Another significant difference between the WWE response during the two phases of ENSO consists of a stronger warming during El Niño conditions in the far eastern Pacific (Fig. 16c). This difference is consistent with the most efficient eastward penetration of the downwelling Kelvin waves into the far eastern Pacific during El Niño conditions, (Benestad et al. 2002; Fig. 16d–f). While the Kelvin wave signal fades in the eastern Pacific during la Niña conditions (Fig. 16e), it reaches the coasts of South America during El Niño conditions (Fig. 16d). These results are also consistent with the findings of Dewitte et al. (2008) and Mosquera-Vasquez et al. (2014).
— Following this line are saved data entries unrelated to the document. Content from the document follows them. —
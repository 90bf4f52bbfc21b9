use std::sync::Arc;

use axum::extract::State;
use axum::response::IntoResponse;
use axum::Json;
use serde::Deserialize;
use uuid::Uuid;

use crate::errors::ApiError;
use crate::rag::DEFAULT_TOP_K;
use crate::state::AppState;

#[derive(Debug, Deserialize)]
pub struct QueryRequest {
    pub query: String,
    /// Restricts retrieval to one document when present.
    pub doc_id: Option<Uuid>,
    pub top_k: Option<usize>,
}

pub async fn query_documents(
    State(state): State<Arc<AppState>>,
    Json(request): Json<QueryRequest>,
) -> Result<impl IntoResponse, ApiError> {
    if request.query.trim().is_empty() {
        return Err(ApiError::BadRequest("query must not be empty".to_string()));
    }

    let doc_id = request.doc_id.map(|id| id.to_string());
    let top_k = request.top_k.unwrap_or(DEFAULT_TOP_K);

    let response = state
        .rag
        .generate_augmented_response(&request.query, doc_id.as_deref(), top_k)
        .await?;

    Ok(Json(response))
}
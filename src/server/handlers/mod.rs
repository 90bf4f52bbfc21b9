pub mod conversations;
pub mod documents;
pub mod health;
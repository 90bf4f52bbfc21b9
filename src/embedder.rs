//! Text embedding behind a process-wide model instance.
//!
//! The model is expensive to initialize, so exactly one instance is loaded
//! per process and shared across callers. Inference runs on the blocking
//! thread pool so a slow batch never stalls request tasks.

use std::sync::{Arc, Mutex};

use async_trait::async_trait;
use fastembed::{EmbeddingModel, InitOptions, TextEmbedding};

use crate::errors::EmbeddingError;

/// Embedding dimensionality of all-MiniLM-L6-v2. Ingestion and query must
/// agree on this or retrieval silently breaks.
pub const EMBEDDING_DIM: usize = 384;

const EMBED_BATCH_SIZE: usize = 32;

/// Converts batches of text into fixed-dimension vectors, one per input,
/// order-preserving.
#[async_trait]
pub trait TextEmbedder: Send + Sync {
    async fn embed(&self, texts: &[String]) -> Result<Vec<Vec<f32>>, EmbeddingError>;
}

/// Local embedding via fastembed (all-MiniLM-L6-v2).
#[derive(Clone)]
pub struct FastembedEmbedder {
    model: Arc<Mutex<TextEmbedding>>,
}

impl FastembedEmbedder {
    pub fn new() -> Result<Self, EmbeddingError> {
        let model = TextEmbedding::try_new(
            InitOptions::new(EmbeddingModel::AllMiniLML6V2).with_show_download_progress(false),
        )
        .map_err(|e| EmbeddingError::Init(e.to_string()))?;

        Ok(Self {
            model: Arc::new(Mutex::new(model)),
        })
    }
}

#[async_trait]
impl TextEmbedder for FastembedEmbedder {
    async fn embed(&self, texts: &[String]) -> Result<Vec<Vec<f32>>, EmbeddingError> {
        if texts.is_empty() {
            return Ok(Vec::new());
        }

        let model = Arc::clone(&self.model);
        let texts = texts.to_vec();

        tokio::task::spawn_blocking(move || {
            let mut model = model
                .lock()
                .map_err(|_| EmbeddingError::Inference("embedding model lock poisoned".into()))?;
            model
                .embed(texts, Some(EMBED_BATCH_SIZE))
                .map_err(|e| EmbeddingError::Inference(e.to_string()))
        })
        .await
        .map_err(|e| EmbeddingError::Inference(e.to_string()))?
    }
}
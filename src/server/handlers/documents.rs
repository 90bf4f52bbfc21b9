use std::sync::Arc;

use axum::extract::{Path, State};
use axum::response::IntoResponse;
use axum::Json;
use uuid::Uuid;

use crate::errors::ApiError;
use crate::state::AppState;
use crate::status::cache::StatusEntry;

/// Poll the ingestion status of one document. A document the cache has
/// not heard about yet is reported as still processing.
pub async fn get_document_status(
    State(state): State<Arc<AppState>>,
    Path(doc_id): Path<Uuid>,
) -> Result<impl IntoResponse, ApiError> {
    let id = doc_id.to_string();
    let entry = state.status_cache.get(&id).await?.unwrap_or(StatusEntry {
        id,
        status: "processing".to_string(),
        desc: Some("File is being processed".to_string()),
    });

    Ok(Json(entry))
}
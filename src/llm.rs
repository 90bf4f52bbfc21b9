//! Generative-model client (Gemini `generateContent` REST API).

use async_trait::async_trait;
use serde::Deserialize;
use serde_json::json;

use crate::errors::LlmError;

const DEFAULT_API_BASE: &str = "https://generativelanguage.googleapis.com/v1beta";

/// A single prompt-in, structured-response-out generative model.
#[async_trait]
pub trait GenerativeModel: Send + Sync {
    async fn generate_content(&self, prompt: &str) -> Result<GenerateContentResponse, LlmError>;
}

#[derive(Debug, Clone, Deserialize)]
pub struct GenerateContentResponse {
    #[serde(default)]
    pub candidates: Vec<Candidate>,
}

#[derive(Debug, Clone, Deserialize)]
pub struct Candidate {
    pub content: Option<Content>,
}

#[derive(Debug, Clone, Deserialize)]
pub struct Content {
    #[serde(default)]
    pub parts: Vec<Part>,
}

#[derive(Debug, Clone, Deserialize)]
pub struct Part {
    #[serde(default)]
    pub text: String,
}

impl GenerateContentResponse {
    /// Text of the first candidate's first part, if the model produced any
    /// usable content.
    pub fn first_text(&self) -> Option<&str> {
        let part = self
            .candidates
            .first()?
            .content
            .as_ref()?
            .parts
            .first()?;
        if part.text.is_empty() {
            None
        } else {
            Some(&part.text)
        }
    }
}

#[derive(Clone)]
pub struct GeminiClient {
    client: reqwest::Client,
    api_base: String,
    api_key: String,
    model_name: String,
}

impl GeminiClient {
    pub fn new(api_key: String, model_name: String) -> Self {
        Self::with_api_base(DEFAULT_API_BASE.to_string(), api_key, model_name)
    }

    pub fn with_api_base(api_base: String, api_key: String, model_name: String) -> Self {
        Self {
            client: reqwest::Client::new(),
            api_base: api_base.trim_end_matches('/').to_string(),
            api_key,
            model_name,
        }
    }
}

#[async_trait]
impl GenerativeModel for GeminiClient {
    async fn generate_content(&self, prompt: &str) -> Result<GenerateContentResponse, LlmError> {
        let url = format!(
            "{}/models/{}:generateContent",
            self.api_base, self.model_name
        );

        let body = json!({
            "contents": [{ "parts": [{ "text": prompt }] }],
        });

        let resp = self
            .client
            .post(&url)
            .query(&[("key", self.api_key.as_str())])
            .json(&body)
            .send()
            .await
            .map_err(|e| LlmError::Request(e.to_string()))?;

        if !resp.status().is_success() {
            let status = resp.status();
            let text = resp.text().await.unwrap_or_default();
            return Err(LlmError::Request(format!(
                "generateContent failed (HTTP {}): {}",
                status,
                text.chars().take(500).collect::<String>()
            )));
        }

        resp.json::<GenerateContentResponse>()
            .await
            .map_err(|e| LlmError::Request(e.to_string()))
    }
}

#[cfg(test)]
mod tests {
    use super::*;

    #[test]
    fn first_text_reads_nested_candidate_content() {
        let resp: GenerateContentResponse = serde_json::from_str(
            r#"{"candidates":[{"content":{"parts":[{"text":"hello"}]}}]}"#,
        )
        .unwrap();
        assert_eq!(resp.first_text(), Some("hello"));
    }

    #[test]
    fn empty_candidates_yield_no_text() {
        let resp: GenerateContentResponse = serde_json::from_str(r#"{"candidates":[]}"#).unwrap();
        assert_eq!(resp.first_text(), None);

        let resp: GenerateContentResponse = serde_json::from_str(r#"{}"#).unwrap();
        assert_eq!(resp.first_text(), None);

        let resp: GenerateContentResponse = serde_json::from_str(
            r#"{"candidates":[{"content":{"parts":[]}}]}"#,
        )
        .unwrap();
        assert_eq!(resp.first_text(), None);

        let resp: GenerateContentResponse = serde_json::from_str(
            r#"{"candidates":[{"content":null}]}"#,
        )
        .unwrap();
        assert_eq!(resp.first_text(), None);
    }
}
//! Shared application state for the HTTP server.

use std::sync::Arc;

use crate::aws::{AwsCredentials, SqsQueue};
use crate::config::{AppPaths, Settings};
use crate::embedder::FastembedEmbedder;
use crate::llm::GeminiClient;
use crate::queue::MessageQueue;
use crate::rag::RagEngine;
use crate::status::StatusCache;
use crate::vector_store::SqliteVectorStore;

pub struct AppState {
    pub settings: Settings,
    pub rag: Arc<RagEngine>,
    pub status_cache: StatusCache,
    /// Work queue the upload-notification endpoint feeds.
    pub ingest_queue: Arc<dyn MessageQueue>,
    /// Status channel consumed by the background projection task.
    pub status_queue: Arc<dyn MessageQueue>,
}

impl AppState {
    /// Wire up every long-lived client the server needs. Embedding model
    /// download and vector database setup happen here, so startup fails
    /// fast when either is unavailable.
    pub async fn initialize(settings: Settings, paths: &AppPaths) -> anyhow::Result<Arc<Self>> {
        let creds = AwsCredentials::from_env()?;

        let embedder = Arc::new(FastembedEmbedder::new()?);
        let store = Arc::new(SqliteVectorStore::new(&paths.vector_db_path).await?);

        let model_lg = Arc::new(GeminiClient::new(
            settings.gemini_api_key.clone(),
            settings.model_lg.clone(),
        ));
        let model_sm = Arc::new(GeminiClient::new(
            settings.gemini_api_key.clone(),
            settings.model_sm.clone(),
        ));

        let rag = Arc::new(RagEngine::new(embedder, store, model_lg, model_sm));

        let ingest_queue: Arc<dyn MessageQueue> = Arc::new(SqsQueue::new(
            settings.ingest_queue_url.clone(),
            settings.aws_region.clone(),
            creds.clone(),
        ));
        let status_queue: Arc<dyn MessageQueue> = Arc::new(SqsQueue::new(
            settings.status_queue_url.clone(),
            settings.aws_region.clone(),
            creds,
        ));

        let status_cache = StatusCache::in_memory().await?;

        tracing::info!("application state initialized");

        Ok(Arc::new(Self {
            settings,
            rag,
            status_cache,
            ingest_queue,
            status_queue,
        }))
    }
}
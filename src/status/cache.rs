//! Last-write-wins projection of status events, used for fast polling.

use std::path::Path;

use serde::{Deserialize, Serialize};
use sqlx::sqlite::{SqliteConnectOptions, SqliteJournalMode, SqlitePoolOptions};
use sqlx::{Row, SqlitePool};

use crate::errors::ApiError;
use crate::status::event::StatusEvent;

/// The most recently observed status for one document.
#[derive(Debug, Clone, PartialEq, Eq, Serialize, Deserialize)]
pub struct StatusEntry {
    pub id: String,
    pub status: String,
    pub desc: Option<String>,
}

/// SQLite-backed key-value cache. Writes are idempotent: replaying the
/// same event leaves the cache observably unchanged.
#[derive(Clone)]
pub struct StatusCache {
    pool: SqlitePool,
}

impl StatusCache {
    /// In-memory cache, the default for the serving process.
    pub async fn in_memory() -> Result<Self, ApiError> {
        // A single pooled connection held for the process lifetime: each
        // SQLite in-memory connection is its own database, so a recycled
        // connection would come back empty.
        let options = SqliteConnectOptions::new().in_memory(true);
        let pool = SqlitePoolOptions::new()
            .min_connections(1)
            .max_connections(1)
            .max_lifetime(None)
            .idle_timeout(None)
            .connect_with(options)
            .await
            .map_err(ApiError::internal)?;

        let cache = Self { pool };
        cache.init_schema().await?;
        Ok(cache)
    }

    /// File-backed cache, for deployments that want the projection to
    /// survive a restart.
    pub async fn with_path(db_path: &Path) -> Result<Self, ApiError> {
        let options = SqliteConnectOptions::new()
            .filename(db_path)
            .create_if_missing(true)
            .journal_mode(SqliteJournalMode::Wal);
        let pool = SqlitePoolOptions::new()
            .min_connections(1)
            .max_connections(4)
            .connect_with(options)
            .await
            .map_err(ApiError::internal)?;

        let cache = Self { pool };
        cache.init_schema().await?;
        Ok(cache)
    }

    async fn init_schema(&self) -> Result<(), ApiError> {
        sqlx::query(
            "CREATE TABLE IF NOT EXISTS kv_store (
                id TEXT PRIMARY KEY,
                status VARCHAR(10) NOT NULL,
                desc TEXT NULL
            )",
        )
        .execute(&self.pool)
        .await
        .map_err(ApiError::internal)?;
        Ok(())
    }

    /// Upsert the latest status for a document (last write wins).
    pub async fn set(&self, id: &str, status: &str, desc: Option<&str>) -> Result<(), ApiError> {
        sqlx::query(
            "INSERT INTO kv_store (id, status, desc)
             VALUES (?1, ?2, ?3)
             ON CONFLICT(id) DO UPDATE SET
                 status = excluded.status,
                 desc = excluded.desc",
        )
        .bind(id)
        .bind(status)
        .bind(desc)
        .execute(&self.pool)
        .await
        .map_err(ApiError::internal)?;
        Ok(())
    }

    /// Apply one status event. Safe under redelivery.
    pub async fn apply(&self, event: &StatusEvent) -> Result<(), ApiError> {
        self.set(&event.doc_id, event.status.as_str(), event.reason.as_deref())
            .await
    }

    pub async fn get(&self, id: &str) -> Result<Option<StatusEntry>, ApiError> {
        let row = sqlx::query("SELECT id, status, desc FROM kv_store WHERE id = ?1")
            .bind(id)
            .fetch_optional(&self.pool)
            .await
            .map_err(ApiError::internal)?;

        Ok(row.map(|row| StatusEntry {
            id: row.get("id"),
            status: row.get("status"),
            desc: row.get("desc"),
        }))
    }

    pub async fn delete(&self, id: &str) -> Result<(), ApiError> {
        sqlx::query("DELETE FROM kv_store WHERE id = ?1")
            .bind(id)
            .execute(&self.pool)
            .await
            .map_err(ApiError::internal)?;
        Ok(())
    }

    pub async fn all(&self) -> Result<Vec<StatusEntry>, ApiError> {
        let rows = sqlx::query("SELECT id, status, desc FROM kv_store")
            .fetch_all(&self.pool)
            .await
            .map_err(ApiError::internal)?;

        Ok(rows
            .iter()
            .map(|row| StatusEntry {
                id: row.get("id"),
                status: row.get("status"),
                desc: row.get("desc"),
            })
            .collect())
    }
}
These results regarding the sensitivity of the WWE-induced response to the ENSO phase are more difficult to compare with Vecchi and Harrison (2000). Our modelling approach allows diagnosing the ocean response to WWEs as a difference between experiments with a WWE minus one without. This is obviously not possible in observations, for which Vecchi and Harrison (2000) compare SST changes in presence and absence of WWEs for different phases of El Niño. They find that WWEs occurring during regular conditions drive a significant warming over the central and eastern Pacific, while WWEs occurring during El Niño do not drive an equatorial warming but rather maintain the warm waters warm. In our anomalous framework, “maintaining warm water warm” results in a warm anomaly, relative to a run without WWEs where the SST cools. In addition, applying the same compositing methodology as in Vecchi and Harrison (2000) to our BLK simulation (their Fig. 4) indeed results in a very similar response to that described by Vecchi and Harrison (2000) (not shown). There is hence no contradiction between Vecchi and Harrison (2000) and our results, which are just presented in a different way (anomaly framework) in our study.

Our results demonstrate that the amplitude of the SST response to a WWE strongly depends on the pre-existing oceanic conditions, and exhibit a range of variations between 0 and 1.5 °C in all considered regions. The amplitude of the warming is however not clearly related to large-scale properties nor modulated by ENSO near the warm pool eastern edge, nor in the eastern Pacific. The amplitude of the cooling is better related to ENSO (more specifically to the Niño4 index) for the western Pacific cooling, but the diversity in the surface heat flux perturbations associated with WWE noted above may blur this relation. The practical implication for ENSO prediction is however not obvious, given the short prediction lead-time of WWEs. The modulation of the WWE SST response by the mean oceanic conditions near the WPEE may even act to limit predictability. Indeed this modulation depends both on the WWE position relative to the WPEE and on the zonal SST gradient at the WPEE, neither of them related to ENSO nor likely predictable at lead-times longer than a few weeks. The lack of clear improvement of ENSO prediction skill since the 2000s (Barnston and Tippett 2012) may hence tell us we could have reached limits of ENSO predictability as provided by large-scale precursors in the Pacific ocean.